The Sacramento Sheriff's Department, dressed in their finest dress uniforms and with all the military pomp that is appropriate, presented the colors just prior to stirring rendition of our national anthem. I always get goosebumps when I hear it and this time it was performed by a choir that just nailed it! It almost brought tears to my eyes... and I was not alone.
The point of recounting this experience is not to convey the patriotism and national pride the moment brought - indeed, words cannot describe - but rather to show how something as simple as a flag and a song can unite an otherwise diverse collection of individuals. In that moment, those precious few minutes, we were Americans, nothing more, nothing less - and that was enough. It didn't matter how each of us felt about the president, our foreign or domestic policy - even terrorism, we were united as Americans.

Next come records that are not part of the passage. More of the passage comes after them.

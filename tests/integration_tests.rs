//! Integration tests for the prefixed (indexed) scheme, key translation,
//! default elision and value transforms.

use filterurl::*;

fn map(entries: &[(&str, FilterValue)]) -> FilterMap {
    entries
        .iter()
        .map(|(key, value)| (key.to_string(), value.clone()))
        .collect()
}

fn config() -> Configuration {
    Configuration::builder()
        // URL => FILTER
        .map_key("feat", "feature")
        .map_key("cap", "capacity")
        .map_key("some", "something")
        .map_key("ndef", "non_default")
        .map_key("page", "page")
        .indexed(["feat", "cap", "ndef", "page"])
        .default_value("non_default", 99)
        .default_value("with_default_value", 2)
        .default_value("with_default_list", [1, 2])
        .build()
        .unwrap()
}

fn manager() -> UrlParamsManager<PathUrlBuilder> {
    UrlParamsManager::new(config(), PathUrlBuilder::new().route("my_thing_path", "/search"))
}

#[test]
fn test_indexed_path_is_sorted() {
    let filters = map(&[
        ("capacity", FilterValue::from(["25+"])),
        ("feature", FilterValue::from(["swimming-pool", "helipad"])),
        ("page", FilterValue::from(2)),
    ]);

    let encoded = encode_filters(&config(), &filters);
    assert_eq!(encoded.path_segment, "feat-helipad/feat-swimming-pool/cap-25+/page-2");
}

#[test]
fn test_url_from_filters() {
    let filters = map(&[
        ("capacity", FilterValue::from(["25+"])),
        ("page", FilterValue::from(2)),
        ("feature", FilterValue::from(["swimming-pool", "helipad"])),
        ("something", FilterValue::from(["another", "other"])),
        ("with_default_value", FilterValue::from(2)),
        ("with_default_list", FilterValue::from([2, 1])),
        ("non_default", FilterValue::from(1)),
    ]);

    let path = manager().build_url("my_thing_path", &filters).unwrap();
    assert_eq!(
        path,
        "/search/feat-helipad/feat-swimming-pool/cap-25+/ndef-1/page-2?some%5B%5D=another&some%5B%5D=other"
    );
}

#[test]
fn test_filters_from_url() {
    let url_params = map(&[
        ("filters", FilterValue::from("feat-helipad/feat-swimming-pool/cap-25+/page-2")),
        ("some", FilterValue::from(["another", "other"])),
    ]);

    let mut expected = config().defaults().clone();
    expected.extend(map(&[
        ("feature", FilterValue::from(["helipad", "swimming-pool"])),
        ("capacity", FilterValue::from("25+")),
        ("something", FilterValue::from(["another", "other"])),
        ("page", FilterValue::from("2")),
    ]));

    let filters = manager().decode_url_params(url_params).unwrap();
    assert_eq!(filters, expected);
}

#[test]
fn test_unrecognized_indexed_param() {
    let url_params = map(&[
        (
            "filters",
            FilterValue::from("feat-helipad/feat-swimming-pool/cap-25+/whoareyou-value/page-2"),
        ),
        ("some", FilterValue::from(["another", "other"])),
    ]);

    let error = manager().decode_url_params(url_params).unwrap_err();
    assert_eq!(error, FilterUrlError::UnrecognizedPrefix("whoareyou-value".to_string()));
    assert_eq!(error.to_string(), "unrecognized prefix in url part: whoareyou-value");
}

#[test]
fn test_short_unrecognized_path() {
    let url_params = map(&[("filters", FilterValue::from("feat-helipad/whoareyou-value"))]);

    let result = decode_url_params(&config(), url_params);
    assert!(matches!(result, Err(FilterUrlError::UnrecognizedPrefix(token)) if token == "whoareyou-value"));
}

#[test]
fn test_defaults_are_elided() {
    let filters = map(&[
        ("non_default", FilterValue::from(99)),
        ("with_default_value", FilterValue::from("2")),
        ("with_default_list", FilterValue::from(["2", "1"])),
    ]);

    let encoded = encode_filters(&config(), &filters);
    assert_eq!(encoded, EncodedFilters::default());

    // Encoding twice gives the same result
    assert_eq!(encode_filters(&config(), &filters), encoded);
}

mod treatment {
    use super::*;

    fn treated_config() -> Configuration {
        Configuration::builder()
            .map_key("feat", "feature")
            .map_key("cap", "capacity")
            .map_key("some", "something")
            .indexed(["feat", "cap", "page"])
            .transform(|mut filters: FilterMap| {
                let many = filters
                    .get("stuff_to_treat")
                    .is_some_and(|value| value.as_slice().len() > 1);
                if many {
                    filters.insert("stuff_to_treat".to_string(), FilterValue::from("treated!"));
                }
                filters
            })
            .build()
            .unwrap()
    }

    #[test]
    fn test_treatment_applied() {
        let url_params = map(&[
            ("filters", FilterValue::from("feat-helipad/feat-swimming-pool/cap-25+/page-2")),
            ("some", FilterValue::from(["another", "other"])),
            ("stuff_to_treat", FilterValue::from(["open", "closed"])),
        ]);

        let filters = decode_url_params(&treated_config(), url_params).unwrap();
        assert_eq!(
            filters,
            map(&[
                ("feature", FilterValue::from(["helipad", "swimming-pool"])),
                ("capacity", FilterValue::from("25+")),
                ("something", FilterValue::from(["another", "other"])),
                ("stuff_to_treat", FilterValue::from("treated!")),
                ("page", FilterValue::from("2")),
            ])
        );
    }

    #[test]
    fn test_treatment_not_applied() {
        let url_params = map(&[
            ("filters", FilterValue::from("feat-helipad/feat-swimming-pool/cap-25+/page-2")),
            ("some", FilterValue::from(["another", "other"])),
            ("stuff_to_treat", FilterValue::from("open")),
        ]);

        let filters = decode_url_params(&treated_config(), url_params).unwrap();
        assert_eq!(filters["stuff_to_treat"], FilterValue::from("open"));
    }

    #[test]
    fn test_treatment_runs_on_encode() {
        let filters = map(&[("stuff_to_treat", FilterValue::from(["open", "closed"]))]);

        let encoded = encode_filters(&treated_config(), &filters);
        assert_eq!(
            encoded.query_args.get("stuff_to_treat"),
            Some(&FilterValue::from("treated!"))
        );
    }
}

#[test]
fn test_list_fields_round_trip() {
    let config = Configuration::builder()
        .map_key("feat", "feature")
        .indexed(["feat"])
        .list_field("feature", ListRule::ForceList)
        .list_field("tags", ListRule::SplitBy(",".to_string()))
        .build()
        .unwrap();

    let filters = map(&[
        ("feature", FilterValue::from("helipad")),
        ("tags", FilterValue::from("b,a")),
    ]);

    let encoded = encode_filters(&config, &filters);
    assert_eq!(encoded.path_segment, "feat-helipad");
    assert_eq!(encoded.query_args["tags"], FilterValue::from(["b", "a"]));

    let decoded = decode_url_params(&config, encoded.into_url_args()).unwrap();
    assert_eq!(decoded["feature"], FilterValue::from(["helipad"]));
    assert_eq!(decoded["tags"], FilterValue::from(["b", "a"]));
}

#[test]
fn test_configuration_is_shared_across_threads() {
    let manager = std::sync::Arc::new(manager());

    let handles: Vec<_> = (0..4)
        .map(|page| {
            let manager = std::sync::Arc::clone(&manager);
            std::thread::spawn(move || {
                let filters = map(&[("page", FilterValue::from(page + 2))]);
                manager.build_url("my_thing_path", &filters).unwrap()
            })
        })
        .collect();

    let urls: Vec<String> = handles.into_iter().map(|handle| handle.join().unwrap()).collect();
    assert_eq!(urls, vec!["/search/page-2", "/search/page-3", "/search/page-4", "/search/page-5"]);
}
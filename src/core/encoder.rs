//! Filter map → URL path and query arguments.

use tracing::debug;

use crate::config::Configuration;
use crate::core::keys::translate_to_url;
use crate::core::normalizer::{coerce_lists, remove_defaults};
use crate::core::positional::encode_slots;
use crate::core::prefix::encode_prefixed;
use crate::core::token::{render_path, sort_tokens};
use crate::types::{EncodedFilters, FilterMap};

/// Encode a filter map into its canonical path segment and the arguments
/// left for the query string.
///
/// The caller's map is never modified. For a fixed configuration the output
/// only depends on the map's content: list order does not matter.
///
/// # Examples
///
/// ```
/// use std::collections::BTreeMap;
/// use filterurl::{encode_filters, Configuration, FilterValue};
///
/// let config = Configuration::builder()
///     .map_key("feat", "feature")
///     .map_key("cap", "capacity")
///     .indexed(["feat", "cap", "ndef", "page"])
///     .build()?;
///
/// let filters = BTreeMap::from([
///     ("capacity".to_string(), FilterValue::from(["25+"])),
///     ("feature".to_string(), FilterValue::from(["swimming-pool", "helipad"])),
///     ("page".to_string(), FilterValue::from(2)),
/// ]);
///
/// let encoded = encode_filters(&config, &filters);
/// assert_eq!(encoded.path_segment, "feat-helipad/feat-swimming-pool/cap-25+/page-2");
/// assert!(encoded.query_args.is_empty());
/// # Ok::<(), filterurl::FilterUrlError>(())
/// ```
pub fn encode_filters(config: &Configuration, filters: &FilterMap) -> EncodedFilters {
    // Step 1: Normalize a private copy
    let mut prepared = config.apply_transform(filters.clone());
    coerce_lists(config, &mut prepared);

    // Step 2: Drop defaults and switch to URL keys
    remove_defaults(config, &mut prepared);
    let url_args = translate_to_url(config, prepared);

    // Step 3: Split path from query
    let (mut path_args, query_args) = partition(config, url_args);

    // Step 4: Build, order and render the path tokens
    let mut tokens = encode_slots(config, &mut path_args);
    tokens.extend(encode_prefixed(path_args));
    sort_tokens(config, &mut tokens);
    let path_segment = render_path(config, &tokens);

    debug!(
        path = %path_segment,
        tokens = tokens.len(),
        query_args = query_args.len(),
        "encoded filters"
    );

    EncodedFilters {
        path_segment,
        query_args,
    }
}

/// Split URL-keyed arguments into path entries (sorted, blanks dropped) and
/// query entries (untouched).
fn partition(config: &Configuration, url_args: FilterMap) -> (FilterMap, FilterMap) {
    let mut path_args = FilterMap::new();
    let mut query_args = FilterMap::new();

    for (key, value) in url_args {
        if !config.is_path_key(&key) {
            query_args.insert(key, value);
        } else if !value.is_blank() {
            path_args.insert(key, value.sorted());
        }
    }

    (path_args, query_args)
}
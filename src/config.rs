//! Filter URL schema: key mapping, path slots, indexed keys, defaults.
//!
//! A [`Configuration`] is built once through [`ConfigurationBuilder`] and is
//! read-only afterwards. Share it between threads behind an `Arc`.

use std::collections::HashMap;
use std::fmt;
use std::sync::Arc;

use indexmap::{IndexMap, IndexSet};
use serde::{Deserialize, Serialize};
use tracing::debug;

use crate::error::FilterUrlError;
use crate::types::{FilterMap, FilterValue};

/// Placeholder used by a positional slot when none is configured.
pub const DEFAULT_PLACEHOLDER: &str = "_";

/// Separator between multiple values of one positional slot.
pub const DEFAULT_MULTI_VALUE_SEPARATOR: &str = "--";

/// Separator between a key and its value inside a path token.
pub const PREFIX_SEPARATOR: char = '-';

fn default_placeholder() -> String {
    DEFAULT_PLACEHOLDER.to_string()
}

fn default_separator() -> String {
    DEFAULT_MULTI_VALUE_SEPARATOR.to_string()
}

/// One fixed position at the start of the filters path.
///
/// The order in which slots are declared is the order in which they appear
/// in the URL.
#[derive(Debug, Clone, PartialEq, Eq, Serialize, Deserialize)]
pub struct PositionalSlot {
    /// URL key bound to this position.
    pub key: String,
    /// Token written when the slot is empty but a later slot is not.
    #[serde(default = "default_placeholder")]
    pub placeholder: String,
    /// Joins several values inside the slot's single token.
    #[serde(default = "default_separator", alias = "multiple_separator")]
    pub multi_value_separator: String,
    /// Optional tag written in front of every value (`{prefix}-{value}`).
    #[serde(default)]
    pub prefix: Option<String>,
}

impl PositionalSlot {
    /// Create a slot with the default placeholder and separator.
    pub fn new(key: impl Into<String>) -> Self {
        Self {
            key: key.into(),
            placeholder: default_placeholder(),
            multi_value_separator: default_separator(),
            prefix: None,
        }
    }

    /// Set the placeholder token.
    pub fn placeholder(mut self, placeholder: impl Into<String>) -> Self {
        self.placeholder = placeholder.into();
        self
    }

    /// Set the multi-value separator.
    pub fn separator(mut self, separator: impl Into<String>) -> Self {
        self.multi_value_separator = separator.into();
        self
    }

    /// Set the per-value prefix.
    pub fn prefix(mut self, prefix: impl Into<String>) -> Self {
        self.prefix = Some(prefix.into());
        self
    }

    /// The literal text in front of each value, e.g. `loc-`, if a non-empty
    /// prefix is configured.
    pub fn value_prefix(&self) -> Option<String> {
        self.prefix
            .as_deref()
            .filter(|prefix| !prefix.is_empty())
            .map(|prefix| format!("{prefix}{PREFIX_SEPARATOR}"))
    }
}

/// How a field is coerced into a list.
#[derive(Debug, Clone, PartialEq, Eq, Serialize, Deserialize)]
#[serde(rename_all = "snake_case")]
pub enum ListRule {
    /// Split scalar values on the delimiter (`"a,b"` becomes `["a", "b"]`).
    SplitBy(String),
    /// Wrap a scalar into a one-element list.
    ForceList,
}

/// Cross-field normalization applied last when decoding and first when
/// encoding.
pub trait ValueTransform: Send + Sync {
    fn transform(&self, filters: FilterMap) -> FilterMap;
}

impl<F> ValueTransform for F
where
    F: Fn(FilterMap) -> FilterMap + Send + Sync,
{
    fn transform(&self, filters: FilterMap) -> FilterMap {
        self(filters)
    }
}

/// Immutable filter URL schema.
#[derive(Clone)]
pub struct Configuration {
    url_to_filter: IndexMap<String, String>,
    filter_to_url: HashMap<String, String>,
    indexed_order: IndexSet<String>,
    slots: IndexMap<String, PositionalSlot>,
    defaults: FilterMap,
    list_fields: IndexMap<String, ListRule>,
    transform: Option<Arc<dyn ValueTransform>>,
}

impl Configuration {
    /// Start building a configuration.
    pub fn builder() -> ConfigurationBuilder {
        ConfigurationBuilder::default()
    }

    /// URL key → filter key, in declaration order.
    pub fn key_mapping(&self) -> &IndexMap<String, String> {
        &self.url_to_filter
    }

    /// Filter key for a URL key, falling back to the key itself.
    pub fn filter_key<'a>(&'a self, url_key: &'a str) -> &'a str {
        self.url_to_filter
            .get(url_key)
            .map(String::as_str)
            .unwrap_or(url_key)
    }

    /// URL key for a filter key, falling back to the key itself.
    pub fn url_key<'a>(&'a self, filter_key: &'a str) -> &'a str {
        self.filter_to_url
            .get(filter_key)
            .map(String::as_str)
            .unwrap_or(filter_key)
    }

    pub fn indexed_order(&self) -> &IndexSet<String> {
        &self.indexed_order
    }

    /// Position of a URL key within the indexed (prefix) order.
    pub fn indexed_position(&self, url_key: &str) -> Option<usize> {
        self.indexed_order.get_index_of(url_key)
    }

    /// Declared positional slots, in path order.
    pub fn slots(&self) -> impl DoubleEndedIterator<Item = &PositionalSlot> + ExactSizeIterator {
        self.slots.values()
    }

    pub fn slot_count(&self) -> usize {
        self.slots.len()
    }

    pub fn slot(&self, index: usize) -> Option<&PositionalSlot> {
        self.slots.get_index(index).map(|(_, slot)| slot)
    }

    /// Position of the slot bound to a URL key.
    pub fn slot_index(&self, url_key: &str) -> Option<usize> {
        self.slots.get_index_of(url_key)
    }

    /// Whether a URL key is rendered into the path rather than the query.
    pub fn is_path_key(&self, url_key: &str) -> bool {
        self.slots.contains_key(url_key) || self.indexed_order.contains(url_key)
    }

    pub fn defaults(&self) -> &FilterMap {
        &self.defaults
    }

    pub fn list_fields(&self) -> &IndexMap<String, ListRule> {
        &self.list_fields
    }

    /// Run the configured value transform, if any.
    pub fn apply_transform(&self, filters: FilterMap) -> FilterMap {
        match &self.transform {
            Some(transform) => transform.transform(filters),
            None => filters,
        }
    }
}

impl fmt::Debug for Configuration {
    fn fmt(&self, f: &mut fmt::Formatter<'_>) -> fmt::Result {
        f.debug_struct("Configuration")
            .field("url_to_filter", &self.url_to_filter)
            .field("indexed_order", &self.indexed_order)
            .field("slots", &self.slots)
            .field("defaults", &self.defaults)
            .field("list_fields", &self.list_fields)
            .field("transform", &self.transform.is_some())
            .finish()
    }
}

/// Builder for [`Configuration`].
///
/// # Examples
///
/// ```
/// use filterurl::{Configuration, PositionalSlot, ListRule};
///
/// let config = Configuration::builder()
///     .map_key("feat", "feature")
///     .map_key("cap", "capacity")
///     .indexed(["feat", "cap", "page"])
///     .positional(PositionalSlot::new("locations").placeholder("all-locations"))
///     .default_value("page", "1")
///     .list_field("feature", ListRule::ForceList)
///     .build()?;
///
/// assert_eq!(config.url_key("feature"), "feat");
/// assert_eq!(config.filter_key("page"), "page");
/// # Ok::<(), filterurl::FilterUrlError>(())
/// ```
#[derive(Default)]
pub struct ConfigurationBuilder {
    mapping: Vec<(String, String)>,
    indexed: Vec<String>,
    slots: Vec<PositionalSlot>,
    defaults: FilterMap,
    list_fields: IndexMap<String, ListRule>,
    transform: Option<Arc<dyn ValueTransform>>,
}

impl ConfigurationBuilder {
    /// Map a URL key to a filter key. Redeclaring a URL key replaces the
    /// earlier mapping.
    pub fn map_key(mut self, url_key: impl Into<String>, filter_key: impl Into<String>) -> Self {
        self.mapping.push((url_key.into(), filter_key.into()));
        self
    }

    /// Append URL keys to the indexed (prefix) order.
    pub fn indexed<I, S>(mut self, keys: I) -> Self
    where
        I: IntoIterator<Item = S>,
        S: Into<String>,
    {
        self.indexed.extend(keys.into_iter().map(Into::into));
        self
    }

    /// Append a positional slot after the ones already declared.
    pub fn positional(mut self, slot: PositionalSlot) -> Self {
        self.slots.push(slot);
        self
    }

    pub fn default_value(mut self, filter_key: impl Into<String>, value: impl Into<FilterValue>) -> Self {
        self.defaults.insert(filter_key.into(), value.into());
        self
    }

    pub fn list_field(mut self, filter_key: impl Into<String>, rule: ListRule) -> Self {
        self.list_fields.insert(filter_key.into(), rule);
        self
    }

    pub fn transform(mut self, transform: impl ValueTransform + 'static) -> Self {
        self.transform = Some(Arc::new(transform));
        self
    }

    /// Validate and freeze the configuration.
    pub fn build(self) -> Result<Configuration, FilterUrlError> {
        let mut url_to_filter = IndexMap::new();
        for (url_key, filter_key) in self.mapping {
            url_to_filter.insert(url_key, filter_key);
        }

        let mut filter_to_url: HashMap<String, String> = HashMap::new();
        for (url_key, filter_key) in &url_to_filter {
            if let Some(first) = filter_to_url.get(filter_key) {
                return Err(FilterUrlError::DuplicateFilterKey {
                    filter_key: filter_key.clone(),
                    first: first.clone(),
                    second: url_key.clone(),
                });
            }
            filter_to_url.insert(filter_key.clone(), url_key.clone());
        }

        let mut slots = IndexMap::new();
        for slot in self.slots {
            if slot.multi_value_separator.is_empty() {
                return Err(FilterUrlError::EmptySeparator(slot.key));
            }
            if slots.contains_key(&slot.key) {
                return Err(FilterUrlError::DuplicateSlot(slot.key));
            }
            slots.insert(slot.key.clone(), slot);
        }

        let indexed_order: IndexSet<String> = self.indexed.into_iter().collect();

        debug!(
            mapped_keys = url_to_filter.len(),
            positional_slots = slots.len(),
            indexed_keys = indexed_order.len(),
            defaults = self.defaults.len(),
            "filter url configuration built"
        );

        Ok(Configuration {
            url_to_filter,
            filter_to_url,
            indexed_order,
            slots,
            defaults: self.defaults,
            list_fields: self.list_fields,
            transform: self.transform,
        })
    }
}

The Star Spangled Banner came to us in a way that is truly and uniquely American. A battlefield poem set to the tune of a British drinking song - its heritage mirrors our own. It's curious, really... how one song can release that kind of pride and emotion. I remember it as a child, when my parents took my siblings and me to the Stanford University home football games. There was this cannon that was only fired on two occasions: Whenever Stanford scored and when the marching band played our national anthem “...and the rocket's red glare."
There they are again - goosebumps.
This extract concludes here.